Making the case for sustainable transport

Volume 9 Number 2 February 11 - March 10 2013

Electric car charging in Amsterdam. Photo: Ludovic Hurliman, Wikimedia Commons.
Electric car charging in Amsterdam. Photo: Ludovic Hurliman, Wikimedia Commons.

Making the shift to sustainable transportation is a pressing necessity. But the benefits of giving up our carbon dependence will outweigh the inconvenience, by adding to the quality of place, and life. By Zoe Nikakis.

 

The growing need for sustainable transport and the ways in which government institutions produce barriers to its development is the focus of two new books resulting from research initiated by Professor Nicholas Low of the Planning Program in the Faculty of Architecture, Building and Planning.

The pair of books, Institutional Barriers to Sustainable Transport and Transforming Urban Transport, the Ethics, Politics and Practices of Sustainable Transport, are the outcome of collaborative inter-university research over 10 years. 

The first stems from an ARC project and is co-authored by Professor Low and Professor Carey Curtis of Curtin University. The second is from a research collaboration led by Professor Low with four Australian and two overseas universities, funded by a $1.5 million grant from the Volvo Research and Education Foundations. 

Professor Low says Volvo wanted them to set up a research centre to look ahead 50 years to contribute to their ‘Future Urban Transport’ program. The centre is the GAMUT Research Centre for Sustainable Transport.

Professors Low and Curtis wanted to explore why it was so difficult to get a meaningful discussion going about sustainable transport.

“The big problem for the future of transport is not traffic congestion but global warming caused by burning fossil fuel,” Professor Low says. 

“Put simply, Earth will not avoid dangerous climate change unless there is a worldwide transformation in methods of mobility and transport. No transport system based on fossil fuel is sustainable. That is an awkward reality.”

The book, Institutional Barriers, frames the whole issue around the concept and theory of path dependence. ‘Path dependence’ in economics describes the production of commodities which does not follow the rational logic of the market in which supply is led by demand. 

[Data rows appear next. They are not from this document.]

use grammar::grammars::{json, sexpr, sjson, Language};
use grammar::{parse, to_pretty_string, ParseOptions};

#[test]
fn test_sexpr_tree() {
    let mut tokens = sexpr::tokenise(r#"(cons a (list 123 "c")))"#).unwrap();
    let tree: sexpr::SExpr = parse(&mut tokens).unwrap();
    let out = to_pretty_string(&tree);
    insta::assert_snapshot!(out.trim_end(), @r#"
    SExpr {
      list: List {
        open: {}
        items: [
          SExpr {
            atom: {atom cons}
          }
          SExpr {
            atom: {atom a}
          }
          SExpr {
            list: List {
              open: {}
              items: [
                SExpr {
                  atom: {atom list}
                }
                SExpr {
                  number: {number 123}
                }
                SExpr {
                  string: {string "c"}
                }
              ]
              close: {}
            }
          }
        ]
        close: {}
      }
    }
    "#);
}

#[test]
fn test_sjson_empty_list_is_omitted() {
    let mut tokens = sjson::tokenise(r#"{"awards": ["fast"], "penalties": []}"#).unwrap();
    let tree: sjson::Sjson = parse(&mut tokens).unwrap();
    let out = to_pretty_string(&tree);
    insta::assert_snapshot!(out.trim_end(), @r#"
    Sjson {
      object: Object {
        open: {}
        items: [
          Pair {
            key: {string "awards"}
            colon: {}
            value: Sjson {
              list: List {
                open: {}
                items: [
                  Sjson {
                    string: {string "fast"}
                  }
                ]
                close: {}
              }
            }
          }
          Pair {
            key: {string "penalties"}
            colon: {}
            value: Sjson {
              list: List {
                open: {}
                close: {}
              }
            }
          }
        ]
        close: {}
      }
    }
    "#);
}

#[test]
fn test_json_wrappers_and_indent() {
    let doc = Language::Json
        .parse_str("[null]", &ParseOptions::default())
        .unwrap();
    insta::assert_snapshot!(doc.pretty(4).trim_end(), @r"
    Json {
        array: Array {
            open: {}
            items: [
                Json {
                    null: Null {
                        value: {null null}
                    }
                }
            ]
            close: {}
        }
    }
    ");
}

#[test]
fn test_partial_tree_prints_what_is_set() {
    let tree = json::Json {
        boolean: Some(json::Bool::default()),
        ..json::Json::default()
    };
    insta::assert_snapshot!(to_pretty_string(&tree).trim_end(), @r"
    Json {
      boolean: Bool {
        value: { }
      }
    }
    ");
}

“Rather, decisions made at the outset play a pivotal role in deciding which kinds of product are taken up and become dominant in the market over time,” Professor Low writes in Institutional Barriers to Sustainable Transport.

“The same can be true of government policies. They follow the incremental logic of “what worked yesterday is good enough for today and the future”. 

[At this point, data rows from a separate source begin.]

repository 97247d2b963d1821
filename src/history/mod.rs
use async_trait::async_trait;
use log::{ info, warn };
use std::path::{ Path, PathBuf };
use std::sync::Arc;
use tokio::sync::Mutex;
use uuid::Uuid;

use crate::cli::Args;
use crate::llm::chat::BoxError;
use crate::models::audit::{ HistoryEntry, WebsiteContext };

/// Most-recent-first, deduplicated by URL, bounded.
const MAX_ENTRIES: usize = 10;

#[async_trait]
pub trait HistoryStore: Send + Sync {
    async fn record(&self, context: &WebsiteContext) -> Result<(), BoxError>;

    async fn entries(&self) -> Result<Vec<HistoryEntry>, BoxError>;
}

pub fn create_history_store(args: &Args) -> Result<Arc<dyn HistoryStore>, BoxError> {
    info!("Audit history will be stored in: {}", args.history_path);
    let store = FileHistoryStore::open(&args.history_path)?;
    Ok(Arc::new(store))
}

/// JSON-file-backed store: loaded once on open, written through on record.
pub struct FileHistoryStore {
    path: PathBuf,
    entries: Mutex<Vec<HistoryEntry>>,
}

impl FileHistoryStore {
    pub fn open(path: impl AsRef<Path>) -> Result<Self, BoxError> {
        let path = path.as_ref().to_path_buf();
        let entries = if path.exists() {
            let raw = std::fs::read_to_string(&path)?;
            match serde_json::from_str::<Vec<HistoryEntry>>(&raw) {
                Ok(loaded) => loaded,
                Err(e) => {
                    warn!("Discarding unreadable history file {}: {}", path.display(), e);
                    Vec::new()
                }
            }
        } else {
            Vec::new()
        };

        Ok(Self {
            path,
            entries: Mutex::new(entries),
        })
    }

    fn persist(&self, entries: &[HistoryEntry]) -> Result<(), BoxError> {
        let raw = serde_json::to_string_pretty(entries)?;
        std::fs::write(&self.path, raw)?;
        Ok(())
    }
}

#[async_trait]
impl HistoryStore for FileHistoryStore {
    async fn record(&self, context: &WebsiteContext) -> Result<(), BoxError> {
        let mut entries = self.entries.lock().await;
        entries.retain(|existing| existing.url != context.url);
        entries.insert(0, HistoryEntry {
            id: Uuid::new_v4().to_string(),
            url: context.url.clone(),
            timestamp: context.timestamp,
            data: context.clone(),
        });
        entries.truncate(MAX_ENTRIES);
        self.persist(&entries)
    }

    async fn entries(&self) -> Result<Vec<HistoryEntry>, BoxError> {
        Ok(self.entries.lock().await.clone())
    }
}

#[cfg(test)]
mod tests {
    use super::*;
    use crate::audit::generate_mock_audit;

    fn temp_store() -> (FileHistoryStore, PathBuf) {
        let path = std::env::temp_dir().join(format!("tt_history_{}.json", Uuid::new_v4()));
        let store = FileHistoryStore::open(&path).expect("open store");
        (store, path)
    }

    #[tokio::test]
    async fn records_most_recent_first_and_dedupes_by_url() {
        let (store, path) = temp_store();

        store.record(&generate_mock_audit("https://a.com")).await.expect("record");
        store.record(&generate_mock_audit("https://b.com")).await.expect("record");
        store.record(&generate_mock_audit("https://a.com")).await.expect("record");

        let entries = store.entries().await.expect("entries");
        assert_eq!(entries.len(), 2);
        assert_eq!(entries[0].url, "https://a.com");
        assert_eq!(entries[1].url, "https://b.com");

        let _ = std::fs::remove_file(path);
    }

    #[tokio::test]
    async fn bounds_the_list_at_ten_entries() {
        let (store, path) = temp_store();

        for i in 0..14 {
            let audit = generate_mock_audit(&format!("https://site-{}.com", i));
            store.record(&audit).await.expect("record");
        }

        let entries = store.entries().await.expect("entries");
        assert_eq!(entries.len(), 10);
        assert_eq!(entries[0].url, "https://site-13.com");

        let _ = std::fs::remove_file(path);
    }

    #[tokio::test]
    async fn reloads_from_disk_on_open() {
        let (store, path) = temp_store();
        store.record(&generate_mock_audit("https://persisted.com")).await.expect("record");
        drop(store);

        let reopened = FileHistoryStore::open(&path).expect("reopen");
        let entries = reopened.entries().await.expect("entries");
        assert_eq!(entries.len(), 1);
        assert_eq!(entries[0].url, "https://persisted.com");

        let _ = std::fs::remove_file(path);
    }

    #[tokio::test]
    async fn unreadable_history_file_starts_empty() {
        let path = std::env::temp_dir().join(format!("tt_history_{}.json", Uuid::new_v4()));
        std::fs::write(&path, "not json {").expect("write junk");

        let store = FileHistoryStore::open(&path).expect("open");
        assert!(store.entries().await.expect("entries").is_empty());

        let _ = std::fs::remove_file(path);
    }
}
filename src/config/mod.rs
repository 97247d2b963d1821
pub mod prompt;
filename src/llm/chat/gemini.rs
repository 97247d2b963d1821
use async_trait::async_trait;
use log::info;
use serde::{ Deserialize, Serialize };

use super::{ http_stream_generate, BoxError, ChatBackend, FragmentStream };
use crate::cli::Args;
use crate::llm::SamplingConfig;
use crate::models::chat::{ ChatMessage, Role };

const DEFAULT_MODEL: &str = "gemini-1.5-flash-latest";
const DEFAULT_BASE_URL: &str = "https://generativelanguage.googleapis.com/v1beta/models";

#[derive(Serialize)]
struct GeminiStreamRequest {
    #[serde(rename = "systemInstruction")]
    system_instruction: GeminiContent,
    contents: Vec<GeminiContent>,
    #[serde(rename = "generationConfig")]
    generation_config: GeminiGenerationConfig,
}

#[derive(Serialize)]
struct GeminiContent {
    #[serde(skip_serializing_if = "Option::is_none")]
    role: Option<&'static str>,
    parts: Vec<GeminiPart>,
}

#[derive(Serialize)]
struct GeminiPart {
    text: String,
}

#[derive(Serialize)]
struct GeminiGenerationConfig {
    temperature: f32,
    #[serde(rename = "topP")]
    top_p: f32,
    #[serde(rename = "topK")]
    top_k: u32,
}

#[derive(Deserialize)]
struct GoogleChunk {
    candidates: Vec<GoogleCandidate>,
}

#[derive(Deserialize)]
struct GoogleCandidate {
    content: GoogleContent,
}

#[derive(Deserialize)]
struct GoogleContent {
    parts: Vec<GooglePart>,
}

#[derive(Deserialize)]
struct GooglePart {
    text: String,
}

/// The streaming endpoint replies with a JSON array spread across the body;
/// each useful line carries one chunk object.
fn parse_gemini_line(line: &str) -> Option<String> {
    let line = line.trim();
    if line.is_empty() || line == "[" || line == "]" || line == "," {
        return None;
    }

    if line.starts_with('{') {
        let json_obj = if line.ends_with('}') {
            line.to_string()
        } else if line.ends_with("},") {
            line[..line.len() - 1].to_string()
        } else {
            return None;
        };

        return serde_json
            ::from_str::<GoogleChunk>(&json_obj)
            .ok()
            .and_then(|gc| {
                gc.candidates.first().and_then(|c| { c.content.parts.first().map(|p| p.text.clone()) })
            });
    }

    if line.contains("\"text\":") {
        if let Some(start) = line.find(':') {
            let value_part = line[start + 1..].trim();
            if value_part.starts_with('"') {
                let first_quote = value_part.find('"')?;
                let last_quote = value_part.rfind('"')?;
                if last_quote > first_quote {
                    return Some(value_part[first_quote + 1..last_quote].to_string());
                }
            }
        }
    }

    None
}

fn role_name(role: Role) -> &'static str {
    match role {
        Role::User => "user",
        Role::Model => "model",
    }
}

pub struct GeminiBackend {
    api_key: String,
    model: String,
    base_url: String,
}

impl GeminiBackend {
    pub fn new(api_key: String, model: Option<String>, base_url: Option<String>) -> Result<Self, BoxError> {
        if api_key.is_empty() {
            return Err("Google API key is required for GeminiBackend".into());
        }
        Ok(Self {
            api_key,
            model: model.unwrap_or_else(|| DEFAULT_MODEL.to_string()),
            base_url: base_url.unwrap_or_else(|| DEFAULT_BASE_URL.to_string()),
        })
    }

    pub fn from_args(args: &Args) -> Result<Self, BoxError> {
        let api_key = if args.api_key.is_empty() { None } else { Some(args.api_key.clone()) };
        Self::new(
            api_key.ok_or("Google API key is required for GeminiBackend (set GEMINI_API_KEY)")?,
            args.chat_model.clone(),
            args.chat_base_url.clone()
        )
    }
}

#[async_trait]
impl ChatBackend for GeminiBackend {
    async fn send_stream(
        &self,
        system_instruction: &str,
        history: &[ChatMessage],
        sampling: &SamplingConfig
    ) -> Result<FragmentStream, BoxError> {
        info!("GeminiBackend::send_stream() → model={} turns={}", self.model, history.len());

        let contents = history
            .iter()
            .map(|msg| GeminiContent {
                role: Some(role_name(msg.role)),
                parts: vec![GeminiPart { text: msg.text.clone() }],
            })
            .collect();

        let payload = GeminiStreamRequest {
            system_instruction: GeminiContent {
                role: None,
                parts: vec![GeminiPart { text: system_instruction.to_string() }],
            },
            contents,
            generation_config: GeminiGenerationConfig {
                temperature: sampling.temperature,
                top_p: sampling.top_p,
                top_k: sampling.top_k,
            },
        };

        let model_endpoint = format!("{}/{}", self.base_url.trim_end_matches('/'), self.model);
        let route_suffix = format!(":streamGenerateContent?key={}", self.api_key);

        let headers = vec![("Content-Type".to_string(), "application/json".to_string())];

        http_stream_generate(model_endpoint, &route_suffix, payload, parse_gemini_line, Some(headers)).await
    }
}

Professors Low and Curtis found evidence path dependence was one of the major barriers to sustainable transport, in the continuing dominance of private vehicles and public roads in our urban transport systems. 

“Case studies in three metropolitan cities show how Australian transport policy has become institutionally fixated on a policy path dominated by private, road-based transport,” Professor Low says.

The second book, Transforming Urban Transport: the Ethics, Politics and Practices of Sustainable Transport focuses on the means of sustainable transport, and the immense dilemma we face in converting transport systems which are 98 per cent dependent on fossil fuel into low or zero carbon transport systems. 

“We have to think in global terms: transport policy tends to be seen as a local pursuit in Victoria – all about trams, trains, traffic jams etc – but we’re trying to get across that it’s a global problem that we are facing”.

Transport policies for our capital cities will fail unless they take account of the global supply of resources for new technologies and global limits imposed by the need to contain and limit climate change.

Though the phrase ‘sustainable transport’ conjures images of high quality public transport infrastructure and service, safe bike paths and walking, Professor Low says it will also encompass electric cars, scooters and bikes.

Electricity will be the key to sustainable mobility in future if the power comes from renewable fuels. “There is terrific potential for electric public transport fuelled by renewables in the future,” he says.

“Public transport is mostly fuelled by electricity made by burning coal now, but it doesn’t have to be.”

Both books address the question of how we can achieve change despite government policy inertia. While government action is needed to provide the infrastructure and policies for sustainable transport, change will ultimately have to be driven by the general public. In many cities there are citizen groups wanting that change. 

“What you really need is citizen voice, active pressure and political power joining together,” Professor Low says.

“Until there is such action, not much is going to change. All cities are different, the politics is different, the way they’re governed is different, they have different environments, but they require the same shift in thinking to create sustainable transport solutions.”